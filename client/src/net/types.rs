//! Shared wire DTOs for the client/server boundary.
//!
//! DESIGN
//! ======
//! The server serializes these exact types, so field order here is the field
//! order on the wire.

#[cfg(test)]
#[path = "types_test.rs"]
mod types_test;

use serde::{Deserialize, Serialize};

/// Message returned by every auth placeholder response.
pub const AUTH_PLACEHOLDER_MESSAGE: &str = "Auth API - Phase 2";

/// Implementation state reported by the auth API.
#[derive(Clone, Copy, Debug, PartialEq, Eq, Serialize, Deserialize)]
#[serde(rename_all = "snake_case")]
pub enum AuthApiStatus {
    NotImplemented,
}

/// Body of every auth API response.
#[derive(Clone, Debug, PartialEq, Serialize, Deserialize)]
pub struct AuthApiResponse {
    pub message: String,
    /// Echo of the request body, present on POST only.
    #[serde(default, skip_serializing_if = "Option::is_none")]
    pub received: Option<serde_json::Value>,
    pub status: AuthApiStatus,
}

impl AuthApiResponse {
    /// Placeholder reply, optionally echoing a request body.
    pub fn not_implemented(received: Option<serde_json::Value>) -> Self {
        Self { message: AUTH_PLACEHOLDER_MESSAGE.to_owned(), received, status: AuthApiStatus::NotImplemented }
    }
}

/// Error body for rejected API requests.
#[derive(Clone, Debug, PartialEq, Eq, Serialize, Deserialize)]
pub struct ApiError {
    pub error: String,
}
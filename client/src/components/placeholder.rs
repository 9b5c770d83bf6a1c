//! "Coming in a later phase" content block.

use leptos::prelude::*;

/// Static message for screens whose functionality is not built yet.
#[component]
pub fn PhasePlaceholder(
    title: &'static str,
    phase: u8,
    #[prop(optional, into)] note: Option<String>,
) -> impl IntoView {
    view! {
        <section class="placeholder">
            <h2 class="placeholder__title">{title}</h2>
            <p class="placeholder__phase">{phase_label(phase)}</p>
            {note.map(|text| view! { <p class="placeholder__note">{text}</p> })}
        </section>
    }
}

pub(crate) fn phase_label(phase: u8) -> String {
    format!("This feature will be enabled in Phase {phase}")
}
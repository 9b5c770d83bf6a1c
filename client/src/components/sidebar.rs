//! Collapsible dashboard sidebar with navigation links.
//!
//! ARCHITECTURE
//! ============
//! Reads the shell state provided by the dashboard layout. Highlighting uses
//! exact path equality, so nested screens leave their parent entry unlit.
//! `aria-hidden` tracks the viewport width as well as the open flag, since the
//! sidebar is pinned open above the breakpoint.

#[cfg(test)]
#[path = "sidebar_test.rs"]
mod sidebar_test;

use leptos::prelude::*;

use crate::routes;
use crate::state::nav::{NavigationItem, SIDEBAR_ITEMS, ViewerRole, visible_items};
use crate::state::ui::ShellUiState;
use crate::util::browser::{hard_navigate, use_viewport_width};

/// Sidebar with brand, navigation list, and logout action.
#[component]
pub fn Sidebar(#[prop(optional)] role: ViewerRole) -> impl IntoView {
    let shell = expect_context::<RwSignal<ShellUiState>>();
    let items = visible_items(SIDEBAR_ITEMS, role);

    let width = use_viewport_width();
    let hidden = move || (!shell.with(|s| s.sidebar_visible(width.get()))).to_string();
    let on_logout = move |_| {
        log::info!("logout requested; no session to end");
        hard_navigate("/login");
    };

    view! {
        <aside class=move || shell.with(ShellUiState::sidebar_class) aria-hidden=hidden>
            <div class="sidebar__brand">
                <span class="brand-mark">"X"</span>
                <span class="sidebar__title">"Revolution X"</span>
                <button
                    class="sidebar__close"
                    on:click=move |_| shell.update(ShellUiState::close)
                    title="Close menu"
                    aria-label="Close menu"
                >
                    "✕"
                </button>
            </div>
            <nav class="sidebar__nav">
                {items.into_iter().map(|item| view! { <SidebarLink item=item/> }).collect_view()}
            </nav>
            <div class="sidebar__footer">
                <button class="sidebar__logout" on:click=on_logout>
                    "Log out"
                </button>
            </div>
        </aside>
    }
}

#[component]
fn SidebarLink(item: &'static NavigationItem) -> impl IntoView {
    let shell = expect_context::<RwSignal<ShellUiState>>();
    let active = move || shell.with(|s| s.is_active(item));

    view! {
        <a
            href=item.href
            class="sidebar__link"
            class:sidebar__link--active=active
            aria-current=move || active().then_some("page")
        >
            <span class=item.icon.css_class() aria-hidden="true"></span>
            <span class="sidebar__label">{item.label}</span>
            {routes::is_pending(item.href).then(|| view! { <span class="sidebar__badge">"Soon"</span> })}
        </a>
    }
}
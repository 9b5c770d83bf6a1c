//! Static card for auth screens that are not available yet.

use leptos::prelude::*;

use crate::components::placeholder::phase_label;

/// Auth features ship in this phase.
const AUTH_PHASE: u8 = 2;

#[component]
pub fn AuthNotice(
    title: &'static str,
    body: &'static str,
    link_href: &'static str,
    link_label: &'static str,
) -> impl IntoView {
    view! {
        <div class="login-page">
            <div class="login-card__header">
                <h1>{title}</h1>
                <p class="login-card__subtitle">{phase_label(AUTH_PHASE)}</p>
            </div>
            <div class="login-card">
                <p class="login-card__body">{body}</p>
                <a class="login-card__link" href=link_href>{link_label}</a>
            </div>
        </div>
    }
}
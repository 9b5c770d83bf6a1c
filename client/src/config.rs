//! Endpoint configuration baked in at build time.

#[cfg(test)]
#[path = "config_test.rs"]
mod config_test;

pub const DEFAULT_API_URL: &str = "http://localhost:8000";
pub const DEFAULT_WS_URL: &str = "ws://localhost:8000/ws";

/// Base addresses of the backend HTTP API and its realtime stream.
#[derive(Debug, Clone, PartialEq, Eq)]
pub struct EndpointConfig {
    pub api_url: String,
    pub ws_url: String,
}

impl EndpointConfig {
    /// Read endpoints from the build environment.
    ///
    /// Optional:
    /// - `REVX_API_URL`: default `http://localhost:8000`
    /// - `REVX_WS_URL`: default `ws://localhost:8000/ws`
    pub fn from_build_env() -> Self {
        Self::from_values(option_env!("REVX_API_URL"), option_env!("REVX_WS_URL"))
    }

    /// Build from raw values. Blank values fall back to defaults and trailing
    /// slashes are trimmed.
    pub fn from_values(api_url: Option<&str>, ws_url: Option<&str>) -> Self {
        Self { api_url: normalize(api_url, DEFAULT_API_URL), ws_url: normalize(ws_url, DEFAULT_WS_URL) }
    }
}

impl Default for EndpointConfig {
    fn default() -> Self {
        Self::from_values(None, None)
    }
}

fn normalize(raw: Option<&str>, default: &str) -> String {
    let value = raw.map(str::trim).filter(|v| !v.is_empty()).unwrap_or(default);
    value.trim_end_matches('/').to_owned()
}
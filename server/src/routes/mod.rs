//! Router assembly.
//!
//! SYSTEM CONTEXT
//! ==============
//! This module binds the HTTP API and stitches it with Leptos SSR rendering
//! under a single Axum router. Paths with no API or page route fall through to
//! the Leptos file-and-error handler, which serves site assets or renders the
//! app's not-found screen.

pub mod auth;

use std::path::PathBuf;

use axum::Router;
use axum::http::StatusCode;
use axum::routing::get;
use leptos::prelude::*;
use leptos_axum::{LeptosRoutes, file_and_error_handler, generate_route_list};
use revx_client::app::{App, shell};
use tower_http::cors::{AllowOrigin, Any, CorsLayer};
use tower_http::services::ServeDir;
use tower_http::trace::TraceLayer;

use crate::config::ConfigError;
use crate::state::AppState;

/// API routes: auth placeholder and health probe.
pub fn api_routes(state: AppState) -> Router {
    let cors = CorsLayer::new()
        .allow_origin(AllowOrigin::list(state.config.cors_header_values()))
        .allow_methods(Any)
        .allow_headers(Any);

    Router::new()
        .route("/api/auth", get(auth::describe).post(auth::submit))
        .route("/api/auth/{*rest}", get(auth::describe).post(auth::submit))
        .route("/healthz", get(healthz))
        .layer(cors)
        .with_state(state)
}

/// Full application: API routes plus Leptos SSR pages.
///
/// # Errors
///
/// Returns an error if the Leptos configuration cannot be loaded (missing or
/// malformed `[workspace.metadata.leptos]` section or `LEPTOS_*` variables).
pub fn leptos_app(state: AppState) -> Result<Router, ConfigError> {
    let conf = get_configuration(None).map_err(|e| ConfigError::Leptos(e.to_string()))?;
    let leptos_options = conf.leptos_options;
    let routes = generate_route_list(App);

    let leptos_router = Router::new()
        .leptos_routes(&leptos_options, routes, {
            let opts = leptos_options.clone();
            move || shell(opts.clone())
        })
        .fallback(file_and_error_handler(shell))
        .with_state(leptos_options.clone());

    // Compiled WASM, JS and CSS live under the site root's /pkg directory.
    let site_root_path = PathBuf::from(leptos_options.site_root.as_ref());

    Ok(api_routes(state)
        .nest_service("/pkg", ServeDir::new(site_root_path.join("pkg")))
        .merge(leptos_router)
        .layer(TraceLayer::new_for_http()))
}

async fn healthz() -> StatusCode {
    StatusCode::OK
}

#[cfg(test)]
#[path = "mod_test.rs"]
mod tests;
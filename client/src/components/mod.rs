//! Reusable UI component modules.
//!
//! SYSTEM CONTEXT
//! ==============
//! Components render shell chrome and content blocks while reading shared
//! state from Leptos context providers.

pub mod auth_notice;
pub mod dashboard_card;
pub mod error_screen;
pub mod header;
pub mod placeholder;
pub mod sidebar;
pub mod status_card;
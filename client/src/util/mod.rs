//! Browser-facing helpers.
//!
//! SYSTEM CONTEXT
//! ==============
//! Everything that touches `window` lives here, behind the `hydrate` feature,
//! so pages and state stay renderable on the server and testable natively.

pub mod browser;
//! Placeholder content for the admin, trading, and guardian areas.

use leptos::prelude::*;
use leptos_router::hooks::use_location;

use crate::components::placeholder::PhasePlaceholder;
use crate::routes::Section;

#[component]
fn SectionHome(section: Section) -> impl IntoView {
    let location = use_location();
    let note = move || {
        let path = location.pathname.get();
        (path.trim_end_matches('/') != section.base_path()).then(|| format!("Requested: {path}"))
    };
    view! {
        <PhasePlaceholder title=section.heading() phase=section.phase()/>
        {move || note().map(|text| view! { <p class="placeholder__note">{text}</p> })}
    }
}

#[component]
pub fn AdminHome() -> impl IntoView {
    view! { <SectionHome section=Section::Admin/> }
}

#[component]
pub fn TradingHome() -> impl IntoView {
    view! { <SectionHome section=Section::Trading/> }
}

#[component]
pub fn GuardianHome() -> impl IntoView {
    view! { <SectionHome section=Section::Guardian/> }
}
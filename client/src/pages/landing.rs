//! Public landing page with system status and entry points.
//!
//! SYSTEM CONTEXT
//! ==============
//! Status cards and the milestone list come from the status source in
//! context; the endpoint list comes from the build-time endpoint config.

use leptos::prelude::*;

use crate::components::status_card::StatusCard;
use crate::config::EndpointConfig;
use crate::state::status::{SharedStatusSource, StatusSnapshot};

#[component]
pub fn LandingPage() -> impl IntoView {
    let source = expect_context::<SharedStatusSource>();
    let endpoints = expect_context::<EndpointConfig>();

    let status = move || source.snapshot().map(|snap| view! { <StatusOverview snap=snap/> });

    view! {
        <div class="landing">
            <div class="landing__brand">
                <span class="brand-mark brand-mark--large">"X"</span>
                <h1 class="landing__title">"Revolution X"</h1>
            </div>
            <p class="landing__tagline">"AI-Powered Trading System for Gold and Metals"</p>

            {status}

            <div class="landing__actions">
                <a class="btn btn--primary" href="/dashboard">"Dashboard"</a>
                <a class="btn btn--outline" href="/login">"Sign in"</a>
            </div>

            <dl class="landing__endpoints">
                <dt>"API"</dt>
                <dd>{endpoints.api_url}</dd>
                <dt>"Realtime"</dt>
                <dd>{endpoints.ws_url}</dd>
            </dl>
        </div>
    }
}

#[component]
fn StatusOverview(snap: StatusSnapshot) -> impl IntoView {
    let phase = format!("Current phase: {}", snap.phase);
    view! {
        <div class="landing__status-grid">
            {snap.services.into_iter().map(|card| view! { <StatusCard card=card/> }).collect_view()}
        </div>
        <div class="landing__phase">
            <h2>{phase}</h2>
            <ul>
                {snap
                    .milestones
                    .into_iter()
                    .map(|m| {
                        view! {
                            <li class="landing__milestone">
                                <span>{if m.done { "✅" } else { "⏳" }}</span>
                                <span>{m.label}</span>
                            </li>
                        }
                    })
                    .collect_view()}
            </ul>
        </div>
    }
}
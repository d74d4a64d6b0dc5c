pub mod accumulator;
pub mod config;
pub mod processor;
pub mod types;

pub use accumulator::BatchAccumulator;
pub use config::{Config, ConfigBuilder, ConfigBuilderError};
pub use processor::Processor;
pub use types::{AccumulatorError, BoxError, FlushFailure};
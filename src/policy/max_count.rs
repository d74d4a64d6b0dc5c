use super::FullnessPolicy;

/// Flushes once a fixed number of items has been inserted.
///
/// A threshold of zero or below is accepted and flushes on every insert.
#[derive(Debug, Clone)]
pub struct MaxCountPolicy {
    max_items: i64,
    count: i64,
}

impl MaxCountPolicy {
    pub fn new(max_items: i64) -> Self {
        Self {
            max_items,
            count: 0,
        }
    }

    /// Returns the configured threshold
    #[inline]
    pub fn max_items(&self) -> i64 {
        self.max_items
    }

    /// Returns the number of items seen since the last drain
    #[inline]
    pub fn count(&self) -> i64 {
        self.count
    }
}

impl<T> FullnessPolicy<T> for MaxCountPolicy {
    fn on_put(&mut self, _item: &T) {
        self.count = self.count.saturating_add(1);
    }

    fn is_full(&self) -> bool {
        self.count >= self.max_items
    }

    fn on_drain(&mut self) {
        self.count = 0;
    }
}
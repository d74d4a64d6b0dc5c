// src/accumulator/config.rs

use derive_builder::Builder;
use tokio::sync::Semaphore;

#[derive(Debug, Clone, Builder)]
#[builder(setter(into), build_fn(validate = "Self::validate"))]
pub struct Config {
    /// Label attached to log lines and flush spans
    #[builder(default = "String::from(\"batch\")")]
    pub(crate) name: String,

    /// Maximum number of detached flushes running at once, unbounded when `None`
    #[builder(default = "None")]
    pub(crate) max_in_flight: Option<usize>,
}

impl ConfigBuilder {
    fn validate(&self) -> Result<(), String> {
        match self.max_in_flight {
            Some(Some(0)) => Err("max_in_flight must be greater than zero".to_string()),
            Some(Some(limit)) if limit > Semaphore::MAX_PERMITS => Err(format!(
                "max_in_flight must not exceed {}",
                Semaphore::MAX_PERMITS
            )),
            _ => Ok(()),
        }
    }
}

impl Default for Config {
    fn default() -> Self {
        Config {
            name: String::from("batch"),
            max_in_flight: None,
        }
    }
}

impl Config {
    /// Returns the accumulator name used in logs
    #[inline]
    pub fn name(&self) -> &str {
        &self.name
    }

    /// Returns the cap on concurrently running flushes
    #[inline]
    pub fn max_in_flight(&self) -> Option<usize> {
        self.max_in_flight
    }
}
// src/accumulator/processor.rs

use async_trait::async_trait;

use super::types::BoxError;

/// Consumes flushed batches.
///
/// Detached flushes may overlap, so implementations must tolerate being
/// called concurrently with themselves.
#[async_trait]
pub trait Processor<T>: Send + Sync {
    async fn process(&self, batch: Vec<T>) -> Result<(), BoxError>;
}

#[async_trait]
impl<T, F, Fut> Processor<T> for F
where
    F: Fn(Vec<T>) -> Fut + Send + Sync,
    Fut: std::future::Future<Output = Result<(), BoxError>> + Send,
    T: Send + 'static,
{
    async fn process(&self, batch: Vec<T>) -> Result<(), BoxError> {
        self(batch).await
    }
}
//! Fullness policies decide when a [`BatchAccumulator`](crate::accumulator::BatchAccumulator)
//! should flush.
//!
//! A policy sees three lifecycle events, always while the accumulator's lock
//! is held, so implementations never need their own synchronization:
//!
//! 1. [`on_put`](FullnessPolicy::on_put) once per inserted item
//! 2. [`is_full`](FullnessPolicy::is_full) right after every `on_put`
//! 3. [`on_drain`](FullnessPolicy::on_drain) once per flush, after the buffer was captured

mod composite;
mod max_age;
mod max_bytes;
mod max_count;

pub use composite::{AllOf, AnyOf};
pub use max_age::MaxAgePolicy;
pub use max_bytes::MaxBytesPolicy;
pub use max_count::MaxCountPolicy;

/// Decides when an accumulated batch is ready to be flushed.
///
/// # Type Parameters
///
/// * `T` - Type of the items being accumulated
pub trait FullnessPolicy<T>: Send {
    /// Observes an item that is about to be appended to the buffer.
    fn on_put(&mut self, item: &T);

    /// Returns `true` if the accumulator should flush now.
    fn is_full(&self) -> bool;

    /// Resets state after the buffer has been drained.
    fn on_drain(&mut self);
}

impl<T, P> FullnessPolicy<T> for Box<P>
where
    P: FullnessPolicy<T> + ?Sized,
{
    fn on_put(&mut self, item: &T) {
        (**self).on_put(item)
    }

    fn is_full(&self) -> bool {
        (**self).is_full()
    }

    fn on_drain(&mut self) {
        (**self).on_drain()
    }
}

- [What to do] For the string "NotImplemented", search the preceding data and copy every line that includes it.

- [Finished task]
    NotImplemented,
        Self { message: AUTH_PLACEHOLDER_MESSAGE.to_owned(), received, status: AuthApiStatus::NotImplemented }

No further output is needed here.